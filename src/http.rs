//! Transport construction shared by every outbound call.
//!
//! The module wraps [`ReqwestClient`] behind [`HttpTransport`] so timeout,
//! default headers, and User-Agent are configured in exactly one place. Tests
//! and embedders can inject a pre-built client through
//! [`HttpTransport::with_client`] without losing those conventions.

// std
use std::ops::Deref;
// crates.io
use reqwest::{RequestBuilder, header::{HeaderMap, HeaderValue}};
// self
use crate::{
	_prelude::*,
	config::{ClientConfig, ConfigError},
};

/// Header carrying the configured API version on every request.
pub const API_VERSION_HEADER: &str = "x-api-version";
/// User-Agent advertised by every request this crate issues.
pub const USER_AGENT: &str = concat!("token-courier/", env!("CARGO_PKG_VERSION"));

/// Thin wrapper around [`ReqwestClient`] so shared HTTP behavior lives in one place.
#[derive(Clone)]
pub struct HttpTransport(ReqwestClient);
impl HttpTransport {
	/// Builds a transport honoring the config's timeout, API version, and User-Agent.
	pub fn from_config(config: &ClientConfig) -> Result<Self, ConfigError> {
		let mut headers = HeaderMap::new();
		let version = HeaderValue::from_str(&config.api_version).map_err(|_| {
			ConfigError::InvalidApiVersion { version: config.api_version.clone() }
		})?;

		headers.insert(API_VERSION_HEADER, version);

		let client = ReqwestClient::builder()
			.timeout(config.timeout)
			.user_agent(USER_AGENT)
			.default_headers(headers)
			.build()?;

		Ok(Self(client))
	}

	/// Wraps an existing [`ReqwestClient`].
	///
	/// The caller keeps responsibility for timeout and default-header choices;
	/// the per-attempt timeout from [`ClientConfig`] is NOT applied here.
	pub fn with_client(client: ReqwestClient) -> Self {
		Self(client)
	}

	/// Starts a request against the wrapped client.
	pub(crate) fn request(&self, method: Method, url: Url) -> RequestBuilder {
		self.0.request(method, url)
	}
}
impl AsRef<ReqwestClient> for HttpTransport {
	fn as_ref(&self) -> &ReqwestClient {
		&self.0
	}
}
impl Deref for HttpTransport {
	type Target = ReqwestClient;

	fn deref(&self) -> &Self::Target {
		&self.0
	}
}

#[cfg(test)]
mod tests {
	// self
	use super::*;

	#[test]
	fn transport_builds_from_default_config() {
		let config = ClientConfig::builder("https://api.example.com", "id", "secret")
			.build()
			.expect("Config should build.");

		assert!(HttpTransport::from_config(&config).is_ok());
	}

	#[test]
	fn user_agent_carries_the_crate_version() {
		assert!(USER_AGENT.starts_with("token-courier/"));
	}
}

- Assignment
Scan the material above for the string "ClientConfig", returning each line that contains it.

- Solution for this task
	config::{ClientConfig, ConfigError},
	pub fn from_config(config: &ClientConfig) -> Result<Self, ConfigError> {
	/// the per-attempt timeout from [`ClientConfig`] is NOT applied here.
		let config = ClientConfig::builder("https://api.example.com", "id", "secret")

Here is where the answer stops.